Which lines of the entries hold the string "Charlieplex"? Copy each one.
[Material provided — start]
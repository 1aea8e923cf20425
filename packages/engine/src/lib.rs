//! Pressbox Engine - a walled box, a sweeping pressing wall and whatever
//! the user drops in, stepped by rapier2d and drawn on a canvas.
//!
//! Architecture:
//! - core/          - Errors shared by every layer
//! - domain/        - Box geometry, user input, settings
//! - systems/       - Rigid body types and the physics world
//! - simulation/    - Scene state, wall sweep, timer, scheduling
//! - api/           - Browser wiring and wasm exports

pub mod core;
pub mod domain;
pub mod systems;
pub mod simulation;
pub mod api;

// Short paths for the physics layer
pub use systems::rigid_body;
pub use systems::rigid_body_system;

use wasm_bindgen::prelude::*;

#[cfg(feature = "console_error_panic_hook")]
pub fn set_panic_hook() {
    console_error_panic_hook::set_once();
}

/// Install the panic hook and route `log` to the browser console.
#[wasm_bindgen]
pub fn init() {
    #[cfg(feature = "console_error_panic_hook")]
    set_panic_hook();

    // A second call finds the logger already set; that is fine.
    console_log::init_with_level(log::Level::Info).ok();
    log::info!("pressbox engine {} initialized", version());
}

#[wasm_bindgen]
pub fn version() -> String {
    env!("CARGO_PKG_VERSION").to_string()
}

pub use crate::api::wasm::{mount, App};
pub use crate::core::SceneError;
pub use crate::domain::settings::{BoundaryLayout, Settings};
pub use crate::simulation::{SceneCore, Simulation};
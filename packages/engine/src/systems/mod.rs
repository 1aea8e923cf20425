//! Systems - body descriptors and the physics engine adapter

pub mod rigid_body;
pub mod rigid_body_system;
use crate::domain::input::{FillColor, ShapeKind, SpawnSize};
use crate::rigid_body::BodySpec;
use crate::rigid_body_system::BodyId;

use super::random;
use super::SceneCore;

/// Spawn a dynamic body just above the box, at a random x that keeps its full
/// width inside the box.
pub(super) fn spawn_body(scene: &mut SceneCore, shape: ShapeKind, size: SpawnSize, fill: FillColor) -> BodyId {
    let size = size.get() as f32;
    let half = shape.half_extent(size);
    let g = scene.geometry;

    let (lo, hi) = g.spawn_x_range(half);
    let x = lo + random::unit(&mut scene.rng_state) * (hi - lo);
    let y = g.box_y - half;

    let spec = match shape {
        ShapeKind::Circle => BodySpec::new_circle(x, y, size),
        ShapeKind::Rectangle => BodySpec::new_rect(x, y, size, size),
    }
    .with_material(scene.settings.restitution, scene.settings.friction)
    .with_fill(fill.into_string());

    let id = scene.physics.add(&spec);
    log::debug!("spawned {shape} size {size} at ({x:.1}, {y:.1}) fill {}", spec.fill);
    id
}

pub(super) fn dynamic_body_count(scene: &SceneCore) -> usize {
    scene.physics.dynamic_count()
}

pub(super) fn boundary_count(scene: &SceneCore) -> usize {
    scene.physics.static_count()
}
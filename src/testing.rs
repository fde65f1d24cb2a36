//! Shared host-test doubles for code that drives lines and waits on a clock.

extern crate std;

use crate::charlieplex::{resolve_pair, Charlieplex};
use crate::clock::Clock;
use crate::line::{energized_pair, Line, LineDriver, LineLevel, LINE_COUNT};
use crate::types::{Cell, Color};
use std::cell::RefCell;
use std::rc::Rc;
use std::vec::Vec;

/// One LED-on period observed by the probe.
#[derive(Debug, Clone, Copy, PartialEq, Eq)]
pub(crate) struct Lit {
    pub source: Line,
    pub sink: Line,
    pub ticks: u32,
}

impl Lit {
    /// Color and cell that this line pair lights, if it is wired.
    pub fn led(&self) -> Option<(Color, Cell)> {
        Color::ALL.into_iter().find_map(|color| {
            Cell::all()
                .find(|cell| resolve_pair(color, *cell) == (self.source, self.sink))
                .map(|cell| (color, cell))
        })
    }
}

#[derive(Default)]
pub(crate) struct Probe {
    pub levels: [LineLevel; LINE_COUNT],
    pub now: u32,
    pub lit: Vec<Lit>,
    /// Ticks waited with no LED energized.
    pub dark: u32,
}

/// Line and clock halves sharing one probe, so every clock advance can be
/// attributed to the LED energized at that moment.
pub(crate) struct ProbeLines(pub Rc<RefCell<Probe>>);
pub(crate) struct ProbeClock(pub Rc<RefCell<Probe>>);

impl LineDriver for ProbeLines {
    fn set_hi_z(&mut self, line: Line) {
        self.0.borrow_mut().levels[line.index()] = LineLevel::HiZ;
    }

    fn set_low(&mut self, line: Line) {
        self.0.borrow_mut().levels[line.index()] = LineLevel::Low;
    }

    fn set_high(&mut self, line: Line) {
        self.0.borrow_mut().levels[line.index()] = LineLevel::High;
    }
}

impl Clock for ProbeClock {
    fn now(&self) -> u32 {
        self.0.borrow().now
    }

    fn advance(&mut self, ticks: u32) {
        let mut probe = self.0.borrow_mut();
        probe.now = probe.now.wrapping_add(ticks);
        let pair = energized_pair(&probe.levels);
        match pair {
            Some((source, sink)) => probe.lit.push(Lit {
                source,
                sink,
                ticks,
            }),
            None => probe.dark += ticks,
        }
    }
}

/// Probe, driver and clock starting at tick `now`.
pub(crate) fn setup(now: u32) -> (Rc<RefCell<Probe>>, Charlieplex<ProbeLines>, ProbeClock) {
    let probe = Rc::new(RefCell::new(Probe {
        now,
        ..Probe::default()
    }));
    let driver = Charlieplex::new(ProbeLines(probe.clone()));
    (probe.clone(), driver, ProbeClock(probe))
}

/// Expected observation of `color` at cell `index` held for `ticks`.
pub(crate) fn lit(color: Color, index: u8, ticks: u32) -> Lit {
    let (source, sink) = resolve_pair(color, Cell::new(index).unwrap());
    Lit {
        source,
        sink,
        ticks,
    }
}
[Material provided — finish]
_Result of the exercise:_
use crate::charlieplex::{resolve_pair, Charlieplex};
pub(crate) fn setup(now: u32) -> (Rc<RefCell<Probe>>, Charlieplex<ProbeLines>, ProbeClock) {
    let driver = Charlieplex::new(ProbeLines(probe.clone()));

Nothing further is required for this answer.